**Data excerpts**.
==========

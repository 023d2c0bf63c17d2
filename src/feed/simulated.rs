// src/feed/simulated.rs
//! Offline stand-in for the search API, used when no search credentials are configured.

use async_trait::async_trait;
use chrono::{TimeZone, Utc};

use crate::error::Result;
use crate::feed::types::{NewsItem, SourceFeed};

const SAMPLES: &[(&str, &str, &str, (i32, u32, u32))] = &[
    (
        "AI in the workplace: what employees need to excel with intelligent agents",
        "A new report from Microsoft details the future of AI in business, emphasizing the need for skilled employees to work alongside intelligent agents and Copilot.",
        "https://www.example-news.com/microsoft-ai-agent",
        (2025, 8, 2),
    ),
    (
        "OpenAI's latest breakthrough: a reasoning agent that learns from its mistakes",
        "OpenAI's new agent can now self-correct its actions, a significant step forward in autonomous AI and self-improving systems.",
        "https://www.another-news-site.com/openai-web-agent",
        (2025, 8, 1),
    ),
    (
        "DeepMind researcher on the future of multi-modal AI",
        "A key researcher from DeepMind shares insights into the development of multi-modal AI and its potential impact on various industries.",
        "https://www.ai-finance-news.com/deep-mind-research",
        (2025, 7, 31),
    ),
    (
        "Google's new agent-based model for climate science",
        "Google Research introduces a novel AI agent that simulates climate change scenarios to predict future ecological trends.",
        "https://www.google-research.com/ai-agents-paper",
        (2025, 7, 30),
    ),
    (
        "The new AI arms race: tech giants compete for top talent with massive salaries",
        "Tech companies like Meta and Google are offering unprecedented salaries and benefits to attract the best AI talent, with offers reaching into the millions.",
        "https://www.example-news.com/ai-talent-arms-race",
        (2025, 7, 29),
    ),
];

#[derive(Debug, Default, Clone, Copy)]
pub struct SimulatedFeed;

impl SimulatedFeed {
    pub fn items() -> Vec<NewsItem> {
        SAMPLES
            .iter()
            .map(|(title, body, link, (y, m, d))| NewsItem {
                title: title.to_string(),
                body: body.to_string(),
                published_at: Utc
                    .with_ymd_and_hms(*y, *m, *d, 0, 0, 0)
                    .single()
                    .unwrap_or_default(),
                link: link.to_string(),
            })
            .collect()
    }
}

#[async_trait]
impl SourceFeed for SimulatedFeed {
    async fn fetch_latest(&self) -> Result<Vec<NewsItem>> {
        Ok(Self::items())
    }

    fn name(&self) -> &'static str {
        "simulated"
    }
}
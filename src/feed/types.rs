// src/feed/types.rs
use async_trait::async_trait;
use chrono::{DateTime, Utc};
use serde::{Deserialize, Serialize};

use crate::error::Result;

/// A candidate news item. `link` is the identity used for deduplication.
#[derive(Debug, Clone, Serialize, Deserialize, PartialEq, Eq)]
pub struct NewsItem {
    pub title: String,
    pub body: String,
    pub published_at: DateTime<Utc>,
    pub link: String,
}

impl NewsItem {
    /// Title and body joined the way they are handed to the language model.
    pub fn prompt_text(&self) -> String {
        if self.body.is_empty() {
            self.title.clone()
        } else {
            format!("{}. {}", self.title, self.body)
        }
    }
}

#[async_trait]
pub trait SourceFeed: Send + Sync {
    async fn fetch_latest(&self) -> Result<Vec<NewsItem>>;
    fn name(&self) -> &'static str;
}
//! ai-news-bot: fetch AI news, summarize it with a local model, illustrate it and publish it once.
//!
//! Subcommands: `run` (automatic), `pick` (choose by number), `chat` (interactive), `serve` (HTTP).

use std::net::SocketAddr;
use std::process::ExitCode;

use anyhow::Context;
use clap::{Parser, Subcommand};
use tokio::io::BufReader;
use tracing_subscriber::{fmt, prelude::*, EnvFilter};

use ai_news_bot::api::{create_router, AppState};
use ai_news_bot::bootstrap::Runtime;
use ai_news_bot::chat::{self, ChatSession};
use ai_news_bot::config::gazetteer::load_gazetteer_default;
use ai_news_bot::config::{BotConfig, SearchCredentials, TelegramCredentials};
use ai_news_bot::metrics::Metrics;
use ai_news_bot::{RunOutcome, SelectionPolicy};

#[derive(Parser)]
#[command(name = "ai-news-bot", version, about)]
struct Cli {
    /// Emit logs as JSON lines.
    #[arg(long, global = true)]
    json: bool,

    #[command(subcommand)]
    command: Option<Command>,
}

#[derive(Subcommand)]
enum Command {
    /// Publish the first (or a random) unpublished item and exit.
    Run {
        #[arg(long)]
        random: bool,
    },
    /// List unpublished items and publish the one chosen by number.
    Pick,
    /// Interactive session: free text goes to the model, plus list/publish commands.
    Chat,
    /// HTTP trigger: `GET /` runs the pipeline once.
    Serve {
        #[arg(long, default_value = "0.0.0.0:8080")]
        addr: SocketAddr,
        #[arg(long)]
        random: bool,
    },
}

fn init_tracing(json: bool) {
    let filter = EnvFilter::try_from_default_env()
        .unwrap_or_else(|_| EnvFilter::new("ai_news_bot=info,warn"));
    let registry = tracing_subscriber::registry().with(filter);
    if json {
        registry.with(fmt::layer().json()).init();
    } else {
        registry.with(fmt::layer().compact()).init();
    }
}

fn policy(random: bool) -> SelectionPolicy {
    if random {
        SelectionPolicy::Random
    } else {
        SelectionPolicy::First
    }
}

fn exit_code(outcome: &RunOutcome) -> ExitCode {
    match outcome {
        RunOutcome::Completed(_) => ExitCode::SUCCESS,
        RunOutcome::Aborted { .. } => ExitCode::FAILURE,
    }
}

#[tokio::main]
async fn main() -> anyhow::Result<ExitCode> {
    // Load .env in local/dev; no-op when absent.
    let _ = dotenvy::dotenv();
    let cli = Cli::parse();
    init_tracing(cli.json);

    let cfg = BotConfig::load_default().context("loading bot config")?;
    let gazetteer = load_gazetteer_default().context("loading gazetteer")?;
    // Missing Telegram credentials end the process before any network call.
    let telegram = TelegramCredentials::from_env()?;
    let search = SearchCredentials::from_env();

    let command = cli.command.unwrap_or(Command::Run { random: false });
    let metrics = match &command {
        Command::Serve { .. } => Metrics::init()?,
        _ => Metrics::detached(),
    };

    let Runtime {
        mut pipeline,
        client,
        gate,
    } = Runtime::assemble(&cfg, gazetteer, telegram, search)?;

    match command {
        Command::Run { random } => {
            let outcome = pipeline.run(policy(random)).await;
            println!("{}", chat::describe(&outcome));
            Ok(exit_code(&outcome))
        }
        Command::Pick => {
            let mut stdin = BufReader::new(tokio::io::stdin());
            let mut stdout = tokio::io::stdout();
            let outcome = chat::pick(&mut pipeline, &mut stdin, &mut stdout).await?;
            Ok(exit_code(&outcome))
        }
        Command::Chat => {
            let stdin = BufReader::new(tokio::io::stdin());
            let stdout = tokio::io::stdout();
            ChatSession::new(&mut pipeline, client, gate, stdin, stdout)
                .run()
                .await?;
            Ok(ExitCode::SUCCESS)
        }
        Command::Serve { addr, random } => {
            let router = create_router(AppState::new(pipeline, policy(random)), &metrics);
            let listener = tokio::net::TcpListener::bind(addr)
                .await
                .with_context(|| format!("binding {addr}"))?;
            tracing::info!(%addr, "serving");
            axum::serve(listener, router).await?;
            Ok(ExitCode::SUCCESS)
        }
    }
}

==========

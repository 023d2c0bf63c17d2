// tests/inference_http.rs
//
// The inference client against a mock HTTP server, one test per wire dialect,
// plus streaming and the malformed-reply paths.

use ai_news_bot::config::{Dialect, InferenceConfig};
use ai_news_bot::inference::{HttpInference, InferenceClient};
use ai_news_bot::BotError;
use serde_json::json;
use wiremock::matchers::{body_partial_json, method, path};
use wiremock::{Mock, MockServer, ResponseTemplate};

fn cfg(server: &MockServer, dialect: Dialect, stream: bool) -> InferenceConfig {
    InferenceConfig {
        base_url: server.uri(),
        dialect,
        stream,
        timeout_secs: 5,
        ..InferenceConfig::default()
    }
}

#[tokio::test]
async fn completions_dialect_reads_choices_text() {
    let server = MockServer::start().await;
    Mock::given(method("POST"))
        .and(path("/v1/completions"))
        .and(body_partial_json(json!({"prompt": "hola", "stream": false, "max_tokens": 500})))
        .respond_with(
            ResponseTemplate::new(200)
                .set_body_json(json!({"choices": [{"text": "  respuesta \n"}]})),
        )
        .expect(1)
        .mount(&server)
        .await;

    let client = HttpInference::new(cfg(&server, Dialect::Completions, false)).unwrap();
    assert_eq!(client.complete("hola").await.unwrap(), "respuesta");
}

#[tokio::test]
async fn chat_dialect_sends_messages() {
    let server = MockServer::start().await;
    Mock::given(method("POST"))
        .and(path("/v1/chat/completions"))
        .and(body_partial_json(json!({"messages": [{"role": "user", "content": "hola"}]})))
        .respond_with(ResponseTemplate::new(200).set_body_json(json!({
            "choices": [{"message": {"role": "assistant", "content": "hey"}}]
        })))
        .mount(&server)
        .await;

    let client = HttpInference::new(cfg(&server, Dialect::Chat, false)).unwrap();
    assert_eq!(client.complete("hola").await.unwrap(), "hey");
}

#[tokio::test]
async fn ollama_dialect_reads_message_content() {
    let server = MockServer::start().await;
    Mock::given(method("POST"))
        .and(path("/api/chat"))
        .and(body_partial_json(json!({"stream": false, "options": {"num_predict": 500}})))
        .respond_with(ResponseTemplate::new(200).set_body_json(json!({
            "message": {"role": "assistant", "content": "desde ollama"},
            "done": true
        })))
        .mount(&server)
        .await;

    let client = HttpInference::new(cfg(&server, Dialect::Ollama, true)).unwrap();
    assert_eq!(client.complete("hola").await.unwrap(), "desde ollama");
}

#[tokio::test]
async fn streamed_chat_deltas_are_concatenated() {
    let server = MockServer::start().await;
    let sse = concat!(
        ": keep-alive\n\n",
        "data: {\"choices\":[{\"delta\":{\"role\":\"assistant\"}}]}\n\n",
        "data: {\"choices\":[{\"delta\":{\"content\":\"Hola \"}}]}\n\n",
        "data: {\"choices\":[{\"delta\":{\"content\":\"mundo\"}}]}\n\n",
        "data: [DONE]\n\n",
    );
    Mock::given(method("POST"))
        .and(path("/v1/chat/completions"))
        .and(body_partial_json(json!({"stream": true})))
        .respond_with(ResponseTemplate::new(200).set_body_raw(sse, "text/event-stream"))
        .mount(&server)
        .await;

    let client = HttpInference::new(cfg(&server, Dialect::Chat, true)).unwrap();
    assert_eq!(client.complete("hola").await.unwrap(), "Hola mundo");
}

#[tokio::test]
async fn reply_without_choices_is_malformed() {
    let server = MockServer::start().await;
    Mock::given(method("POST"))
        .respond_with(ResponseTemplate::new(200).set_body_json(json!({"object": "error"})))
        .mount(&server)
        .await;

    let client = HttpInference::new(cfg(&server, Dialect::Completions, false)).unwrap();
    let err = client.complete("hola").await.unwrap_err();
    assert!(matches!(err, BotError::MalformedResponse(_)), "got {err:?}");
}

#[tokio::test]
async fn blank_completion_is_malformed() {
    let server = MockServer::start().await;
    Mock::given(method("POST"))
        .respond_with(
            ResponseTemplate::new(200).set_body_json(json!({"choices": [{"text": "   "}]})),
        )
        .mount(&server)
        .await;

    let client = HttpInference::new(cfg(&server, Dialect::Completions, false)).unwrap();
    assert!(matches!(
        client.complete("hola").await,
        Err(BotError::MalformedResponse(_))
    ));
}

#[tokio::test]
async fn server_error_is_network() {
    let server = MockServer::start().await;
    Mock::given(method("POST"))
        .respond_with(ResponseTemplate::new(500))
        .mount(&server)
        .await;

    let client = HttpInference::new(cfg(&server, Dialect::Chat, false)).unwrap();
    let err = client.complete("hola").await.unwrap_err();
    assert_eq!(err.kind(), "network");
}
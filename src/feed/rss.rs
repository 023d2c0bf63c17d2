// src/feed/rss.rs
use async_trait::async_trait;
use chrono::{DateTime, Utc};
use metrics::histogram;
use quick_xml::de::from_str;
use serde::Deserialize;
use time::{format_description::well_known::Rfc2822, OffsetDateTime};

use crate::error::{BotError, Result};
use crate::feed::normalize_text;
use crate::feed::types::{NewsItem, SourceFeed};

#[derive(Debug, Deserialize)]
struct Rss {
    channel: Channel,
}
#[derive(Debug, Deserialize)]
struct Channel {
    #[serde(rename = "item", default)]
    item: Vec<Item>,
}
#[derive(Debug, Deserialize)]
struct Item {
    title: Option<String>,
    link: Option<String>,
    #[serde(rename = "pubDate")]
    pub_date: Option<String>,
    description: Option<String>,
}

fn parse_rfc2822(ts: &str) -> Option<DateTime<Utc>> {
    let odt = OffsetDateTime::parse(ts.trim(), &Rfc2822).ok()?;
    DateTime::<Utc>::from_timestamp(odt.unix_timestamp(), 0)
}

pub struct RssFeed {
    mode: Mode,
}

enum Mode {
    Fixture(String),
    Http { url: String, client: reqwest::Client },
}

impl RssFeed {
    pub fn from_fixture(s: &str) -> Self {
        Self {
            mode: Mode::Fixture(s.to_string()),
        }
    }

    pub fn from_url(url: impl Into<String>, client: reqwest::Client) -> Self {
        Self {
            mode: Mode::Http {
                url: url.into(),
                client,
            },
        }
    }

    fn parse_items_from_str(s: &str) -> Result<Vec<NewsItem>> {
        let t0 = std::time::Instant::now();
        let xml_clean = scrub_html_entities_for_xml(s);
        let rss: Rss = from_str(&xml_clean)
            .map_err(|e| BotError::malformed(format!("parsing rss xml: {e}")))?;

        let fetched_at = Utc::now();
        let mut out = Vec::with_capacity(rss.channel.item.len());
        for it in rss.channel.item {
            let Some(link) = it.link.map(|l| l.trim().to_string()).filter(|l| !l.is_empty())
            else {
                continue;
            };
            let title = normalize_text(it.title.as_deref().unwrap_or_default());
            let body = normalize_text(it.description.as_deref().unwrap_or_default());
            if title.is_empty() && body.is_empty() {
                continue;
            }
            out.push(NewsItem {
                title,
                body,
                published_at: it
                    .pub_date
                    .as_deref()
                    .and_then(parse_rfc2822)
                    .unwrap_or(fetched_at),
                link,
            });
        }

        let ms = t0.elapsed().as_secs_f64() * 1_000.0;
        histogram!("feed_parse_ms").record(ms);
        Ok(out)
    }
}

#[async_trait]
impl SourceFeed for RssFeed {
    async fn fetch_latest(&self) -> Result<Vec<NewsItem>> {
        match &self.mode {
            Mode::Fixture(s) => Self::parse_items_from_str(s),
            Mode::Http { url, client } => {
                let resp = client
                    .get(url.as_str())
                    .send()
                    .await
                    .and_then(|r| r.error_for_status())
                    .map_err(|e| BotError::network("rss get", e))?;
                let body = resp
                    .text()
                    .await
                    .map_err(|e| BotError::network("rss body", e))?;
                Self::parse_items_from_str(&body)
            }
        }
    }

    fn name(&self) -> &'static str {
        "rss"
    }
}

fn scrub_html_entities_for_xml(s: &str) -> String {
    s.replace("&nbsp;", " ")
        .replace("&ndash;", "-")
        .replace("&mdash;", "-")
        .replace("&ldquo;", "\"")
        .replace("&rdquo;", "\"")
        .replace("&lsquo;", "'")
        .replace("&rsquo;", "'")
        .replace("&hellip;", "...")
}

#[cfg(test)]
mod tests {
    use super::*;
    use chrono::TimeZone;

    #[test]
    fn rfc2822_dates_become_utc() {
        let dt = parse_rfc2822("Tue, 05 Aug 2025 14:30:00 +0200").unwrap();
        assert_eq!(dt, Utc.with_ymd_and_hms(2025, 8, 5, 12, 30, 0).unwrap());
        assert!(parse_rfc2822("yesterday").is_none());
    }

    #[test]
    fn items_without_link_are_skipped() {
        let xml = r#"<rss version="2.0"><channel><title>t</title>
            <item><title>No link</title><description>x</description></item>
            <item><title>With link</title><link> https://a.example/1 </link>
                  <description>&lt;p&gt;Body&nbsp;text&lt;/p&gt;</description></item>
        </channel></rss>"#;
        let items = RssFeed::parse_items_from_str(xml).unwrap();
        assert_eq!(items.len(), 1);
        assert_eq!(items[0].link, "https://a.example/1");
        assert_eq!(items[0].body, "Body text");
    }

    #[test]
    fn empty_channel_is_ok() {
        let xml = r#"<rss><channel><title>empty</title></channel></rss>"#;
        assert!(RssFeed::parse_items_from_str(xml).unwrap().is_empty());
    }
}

==========

**WHAT THE TASK ASKS**. Print again the lines of the entries above that fall between the line holding "filename src/feed/simulated.rs" and the line holding "latest breakthrough: a", inclusive, exactly as they stand.

**REPLY TO THE EXERCISE**.
filename src/feed/simulated.rs
// src/feed/simulated.rs
//! Offline stand-in for the search API, used when no search credentials are configured.

use async_trait::async_trait;
use chrono::{TimeZone, Utc};

use crate::error::Result;
use crate::feed::types::{NewsItem, SourceFeed};

const SAMPLES: &[(&str, &str, &str, (i32, u32, u32))] = &[
    (
        "AI in the workplace: what employees need to excel with intelligent agents",
        "A new report from Microsoft details the future of AI in business, emphasizing the need for skilled employees to work alongside intelligent agents and Copilot.",
        "https://www.example-news.com/microsoft-ai-agent",
        (2025, 8, 2),
    ),
    (
        "OpenAI's latest breakthrough: a reasoning agent that learns from its mistakes",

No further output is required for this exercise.